An AI agent that does what 40 hours of LinkedIn scrolling would do - in 8 hours, for under $6, while you sleep.
The AI agent runs search queries across Provider 1 (LinkedIn's own index), Provider 2 (neural search), Provider 3 (keyword search), and Provider 4 (web search). Each provider finds posts the others miss - Provider 1 gets company-specific results, Provider 2 finds semantically similar posts, Provider 3 catches keyword patterns.
Every discovered post goes through a multi-factor scoring pipeline. Is this a real hiring signal or career advice? Is it PM-specific? Is it US-based? Does the post have a named company? Each factor contributes to a quality score.

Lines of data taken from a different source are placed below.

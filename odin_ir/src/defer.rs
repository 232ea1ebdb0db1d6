//! Deferred statements and which of them an exit runs.
//!
//! A `defer` records its statement (or, for `push_context` and
//! `push_allocator`, an instruction template) together with the scope
//! depth it was registered at. Nothing is emitted at the defer site. Each
//! way of leaving a scope selects a different part of the stack:
//!
//! * falling off the end of a scope runs and pops the defers of that scope;
//! * `return` runs every defer on the stack;
//! * `break`, `continue` and `fallthrough` run the defers of the scopes
//!   nested inside the target block's scope.
//!
//! Defers always run innermost first.

use odin_types::NodeId;

use crate::{BlockId, Instr};

#[derive(Clone, Debug, PartialEq)]
pub enum DeferKind {
    Node(NodeId),
    /// Copied each time it is emitted.
    Instr(Instr),
}

#[derive(Clone, Debug, PartialEq)]
pub struct Defer {
    pub kind: DeferKind,
    pub scope_index: i32,
    pub block: Option<BlockId>,
}

#[derive(Clone, Copy, Debug, Eq, PartialEq)]
pub enum DeferExit {
    Default,
    Return,
    Branch { target_scope_index: i32 },
}

/// What an exit does to the defer stack.
#[derive(Clone, Debug, Default, Eq, PartialEq)]
pub struct DeferPlan {
    /// Indices into the stack of the defers to emit, in emission order.
    pub emit: Vec<usize>,
    /// Number of entries to pop off the top afterwards.
    pub pop: usize,
}

/// Selects the defers `exit` runs when leaving a scope at depth
/// `scope_index`.
///
/// `Return` and `Branch` exits leave the stack untouched: the scopes they
/// jump out of are still open for every other path through them, and are
/// unwound by their own `Default` exit when closed.
pub fn plan_defers(stack: &[Defer], exit: DeferExit, scope_index: i32) -> DeferPlan {
    let mut plan = DeferPlan::default();

    for (i, defer) in stack.iter().enumerate().rev() {
        match exit {
            DeferExit::Default => {
                if defer.scope_index != scope_index {
                    break;
                }
                plan.emit.push(i);
                plan.pop += 1;
            },
            DeferExit::Return => plan.emit.push(i),
            DeferExit::Branch { target_scope_index } => {
                if defer.scope_index > target_scope_index {
                    plan.emit.push(i);
                }
            },
        }
    }

    plan
}

#[cfg(test)]
mod tests {
    use super::*;

    fn stack(scopes: &[i32]) -> Vec<Defer> {
        scopes
            .iter()
            .enumerate()
            .map(|(i, &scope_index)| Defer {
                kind: DeferKind::Node(NodeId::new(i)),
                scope_index,
                block: None,
            })
            .collect()
    }

    #[test]
    fn default_stops_at_outer_scope() {
        let stack = stack(&[1, 2, 2]);
        let plan = plan_defers(&stack, DeferExit::Default, 2);
        assert_eq!(plan.emit, vec![2, 1]);
        assert_eq!(plan.pop, 2);

        let plan = plan_defers(&stack, DeferExit::Default, 3);
        assert!(plan.emit.is_empty());
        assert_eq!(plan.pop, 0);
    }

    #[test]
    fn return_runs_everything() {
        let stack = stack(&[1, 2, 3]);
        let plan = plan_defers(&stack, DeferExit::Return, 3);
        assert_eq!(plan.emit, vec![2, 1, 0]);
        assert_eq!(plan.pop, 0);
    }

    #[test]
    fn branch_keeps_outer_defers() {
        let stack = stack(&[1, 2, 3, 3]);
        let plan = plan_defers(&stack, DeferExit::Branch { target_scope_index: 2 }, 3);
        assert_eq!(plan.emit, vec![3, 2]);
        assert_eq!(plan.pop, 0);
    }
}
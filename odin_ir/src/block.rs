use std::fmt;

use odin_types::NodeId;

use crate::{ProcId, ValueId};

#[derive(Clone, Copy, Debug, Eq, Hash, Ord, PartialEq, PartialOrd)]
pub struct BlockId(u32);

impl BlockId {
    pub const fn new(index: usize) -> Self {
        Self(index as u32)
    }

    pub const fn index(self) -> usize {
        self.0 as usize
    }
}

impl fmt::Display for BlockId {
    fn fmt(&self, f: &mut fmt::Formatter<'_>) -> fmt::Result {
        write!(f, "b{}", self.0)
    }
}

/// Dominator-tree slot. Filled in by later passes.
#[derive(Clone, Debug, Default, PartialEq)]
pub struct DomNode {
    pub idom: Option<BlockId>,
    pub children: Vec<BlockId>,
    pub pre: i32,
    pub post: i32,
}

#[derive(Clone, Debug, PartialEq)]
pub struct Block {
    /// Position within the parent procedure; used in labels.
    pub index: usize,
    pub label: String,
    pub parent: ProcId,
    pub node: Option<NodeId>,
    /// Scope depth of the procedure when the block was created.
    pub scope_index: i32,
    pub dom: DomNode,
    pub instrs: Vec<ValueId>,
    pub locals: Vec<ValueId>,
    pub preds: Vec<BlockId>,
    pub succs: Vec<BlockId>,
}

impl Block {
    pub fn new(parent: ProcId, index: usize, label: impl Into<String>, node: Option<NodeId>, scope_index: i32) -> Self {
        Self {
            index,
            label: label.into(),
            parent,
            node,
            scope_index,
            dom: DomNode::default(),
            instrs: Vec::new(),
            locals: Vec::new(),
            preds: Vec::new(),
            succs: Vec::new(),
        }
    }

    pub fn last_instr(&self) -> Option<ValueId> {
        self.instrs.last().copied()
    }
}
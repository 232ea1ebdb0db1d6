//! Builtin procedure calls.

use odin_types::{exact_value, BinaryOp, ExactValue, Type, TypeId};

use super::{entity::BuiltinId, AddressingMode, Checker, Operand};
use crate::ast::{Expr, ExprKind, TokenPos};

What surfaces is not another job listing - it's the name, title, and LinkedIn profile of someone who is actively hiring. You can DM them directly and reference their own post. That's a warm lead, not a cold application.
Posts discovered across 148+ autonomous iterations. Each bar represents a checkpoint.

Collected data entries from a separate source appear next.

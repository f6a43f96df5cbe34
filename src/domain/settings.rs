use crate::domain::error::BridgeError;
use serde::{Deserialize, Serialize};
use std::fs;
use std::path::{Path, PathBuf};

pub const DEFAULT_PORT: u16 = 27123;
pub const MIN_PORT: u16 = 1024;

#[derive(Debug, Clone, Serialize, Deserialize)]
pub struct LogSettings {
    #[serde(default = "default_level")]
    pub level: String, // "trace", "debug", "info", "warn", "error"
    #[serde(default = "default_true")]
    pub file_logging_enabled: bool,
    #[serde(default = "default_true")]
    pub console_logging_enabled: bool,
    #[serde(default = "default_log_dir")]
    pub log_dir: String,
    #[serde(default = "default_prefix")]
    pub file_name_prefix: String,
    #[serde(default = "default_false")]
    pub show_file_line: bool,
    #[serde(default = "default_false")]
    pub show_thread_ids: bool,
    #[serde(default = "default_true")]
    pub show_target: bool,
    #[serde(default = "default_true")]
    pub ansi_colors: bool,
    #[serde(default = "default_rotation")]
    pub rotation: String, // "daily", "hourly", "minutely", "never"
}

impl Default for LogSettings {
    fn default() -> Self {
        Self {
            level: default_level(),
            file_logging_enabled: default_true(),
            console_logging_enabled: default_true(),
            log_dir: default_log_dir(),
            file_name_prefix: default_prefix(),
            show_file_line: default_false(),
            show_thread_ids: default_false(),
            show_target: default_true(),
            ansi_colors: default_true(),
            rotation: default_rotation(),
        }
    }
}

fn default_level() -> String {
    "info".to_string()
}
fn default_true() -> bool {
    true
}
fn default_false() -> bool {
    false
}
fn default_log_dir() -> String {
    "logs".to_string()
}
fn default_prefix() -> String {
    "mbbridge".to_string()
}
fn default_rotation() -> String {
    "daily".to_string()
}

#[derive(Debug, Clone, Serialize, Deserialize)]
pub struct Settings {
    #[serde(default = "default_port")]
    pub server_port: u16,
    #[serde(default)]
    pub auth_token: Option<String>,

    // Radio
    #[serde(default = "default_service_uuid")]
    pub ble_service_uuid: String,

    // Diagnostics
    #[serde(default = "default_false")]
    pub protocol_log_enabled: bool,
    #[serde(default = "default_false")]
    pub scan_all_devices: bool,
    #[serde(default)]
    pub scan_address_filter: String,

    #[serde(default)]
    pub log_settings: LogSettings,
}

impl Default for Settings {
    fn default() -> Self {
        Self {
            server_port: default_port(),
            auth_token: None,
            ble_service_uuid: default_service_uuid(),
            protocol_log_enabled: false,
            scan_all_devices: false,
            scan_address_filter: String::new(),
            log_settings: LogSettings::default(),
        }
    }
}

impl Settings {
    /// Configured token, with blank values treated as "no token".
    pub fn token(&self) -> Option<&str> {
        self.auth_token
            .as_deref()
            .map(str::trim)
            .filter(|t| !t.is_empty())
    }
}

fn default_port() -> u16 {
    DEFAULT_PORT
}
fn default_service_uuid() -> String {
    "c76393eb-1994-4b4d-b1e2-1d7bde0571fa".to_string()
}

pub fn validate_port(port: u32) -> Result<u16, BridgeError> {
    match u16::try_from(port) {
        Ok(p) if p >= MIN_PORT => Ok(p),
        _ => Err(BridgeError::InvalidPort(port)),
    }
}

pub struct SettingsService {
    settings: Settings,
    settings_path: PathBuf,
}

impl SettingsService {
    pub fn new() -> anyhow::Result<Self> {
        let settings_path = Self::get_settings_path()?;
        Ok(Self::with_path(settings_path))
    }

    /// Loads from `path`, falling back to defaults when missing or invalid.
    pub fn with_path(settings_path: PathBuf) -> Self {
        let mut settings = match Self::load_from_file(&settings_path) {
            Ok(settings) => settings,
            Err(e) => {
                tracing::debug!("Using default settings ({})", e);
                Settings::default()
            }
        };
        if validate_port(u32::from(settings.server_port)).is_err() {
            settings.server_port = DEFAULT_PORT;
        }

        Self {
            settings,
            settings_path,
        }
    }

    fn get_settings_path() -> anyhow::Result<PathBuf> {
        let mut path = dirs::config_dir()
            .ok_or_else(|| anyhow::anyhow!("Could not determine config directory"))?;
        path.push("MBBridgeController");
        fs::create_dir_all(&path)?;
        path.push("settings.json");
        Ok(path)
    }

    fn load_from_file(path: &Path) -> anyhow::Result<Settings> {
        let contents = fs::read_to_string(path)?;
        let settings = serde_json::from_str(&contents)?;
        Ok(settings)
    }

    pub fn save(&self) -> anyhow::Result<()> {
        let json = serde_json::to_string_pretty(&self.settings)?;
        fs::write(&self.settings_path, json)?;
        Ok(())
    }

    pub fn get(&self) -> &Settings {
        &self.settings
    }

    pub fn get_mut(&mut self) -> &mut Settings {
        &mut self.settings
    }

    pub fn set_port(&mut self, port: u32) -> anyhow::Result<u16> {
        let port = validate_port(port)?;
        self.settings.server_port = port;
        self.save()?;
        Ok(port)
    }

    pub fn set_token(&mut self, token: Option<&str>) -> anyhow::Result<()> {
        self.settings.auth_token = token
            .map(str::trim)
            .filter(|t| !t.is_empty())
            .map(str::to_string);
        self.save()?;
        tracing::info!(
            "Token {}",
            if self.settings.auth_token.is_some() {
                "updated"
            } else {
                "cleared"
            }
        );
        Ok(())
    }
}

#[cfg(test)]
mod tests {
    use super::*;

    fn temp_settings_path(name: &str) -> PathBuf {
        let dir = std::env::temp_dir().join(format!(
            "mbbridge-settings-{}-{}",
            name,
            std::process::id()
        ));
        fs::create_dir_all(&dir).unwrap();
        dir.join("settings.json")
    }

    #[test]
    fn test_validate_port() {
        assert_eq!(validate_port(27123).unwrap(), 27123);
        assert_eq!(validate_port(1024).unwrap(), 1024);
        assert_eq!(validate_port(65535).unwrap(), 65535);
        assert!(matches!(validate_port(1023), Err(BridgeError::InvalidPort(1023))));
        assert!(matches!(validate_port(65536), Err(BridgeError::InvalidPort(65536))));
    }

    #[test]
    fn test_partial_file_uses_defaults() {
        let settings: Settings = serde_json::from_str(r#"{"auth_token":"  "}"#).unwrap();
        assert_eq!(settings.server_port, DEFAULT_PORT);
        assert_eq!(settings.token(), None);
        assert_eq!(settings.ble_service_uuid, "c76393eb-1994-4b4d-b1e2-1d7bde0571fa");
        assert_eq!(settings.log_settings.level, "info");
    }

    #[test]
    fn test_persist_port_and_token() {
        let path = temp_settings_path("persist");
        let _ = fs::remove_file(&path);

        let mut service = SettingsService::with_path(path.clone());
        assert_eq!(service.get().server_port, DEFAULT_PORT);
        assert!(service.set_port(80).is_err());
        assert_eq!(service.set_port(28000).unwrap(), 28000);
        service.set_token(Some("  abc ")).unwrap();

        let reloaded = SettingsService::with_path(path.clone());
        assert_eq!(reloaded.get().server_port, 28000);
        assert_eq!(reloaded.get().token(), Some("abc"));

        let mut service = reloaded;
        service.set_token(Some("")).unwrap();
        assert_eq!(SettingsService::with_path(path.clone()).get().token(), None);

        let _ = fs::remove_file(&path);
    }

    #[test]
    fn test_out_of_range_port_on_disk_falls_back() {
        let path = temp_settings_path("range");
        fs::write(&path, r#"{"server_port":80}"#).unwrap();
        let service = SettingsService::with_path(path.clone());
        assert_eq!(service.get().server_port, DEFAULT_PORT);
        let _ = fs::remove_file(&path);
    }
}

Less than a latte. 148+ iterations, 4 providers, 2,000+ posts discovered. That's roughly $0.003 per post - cheaper than any recruiter, job board, or LinkedIn Premium subscription.
The first approach failed. We started with a company-feed correlation strategy - search for LinkedIn posts about each company and match them to job listings. The precision was 5%. Out of 50 evaluated signals, only 2 were useful. We shelved it.
Then we pivoted. Instead of starting from companies, we started from people. We searched for LinkedIn posts where someone is clearly hiring for a PM role - the language patterns are different from career advice or job reshares. We built a classifier to detect hiring language, PM-family roles, company evidence, and geographic signals.
The new approach worked. Discovery went from 6 posts to 1,721 across 70 iterations. We added 376 more across two additional sessions with date-filtered queries. The system now reliably surfaces real hiring managers posting about real PM roles.
Trackly finds the job. Signals finds the person behind the job.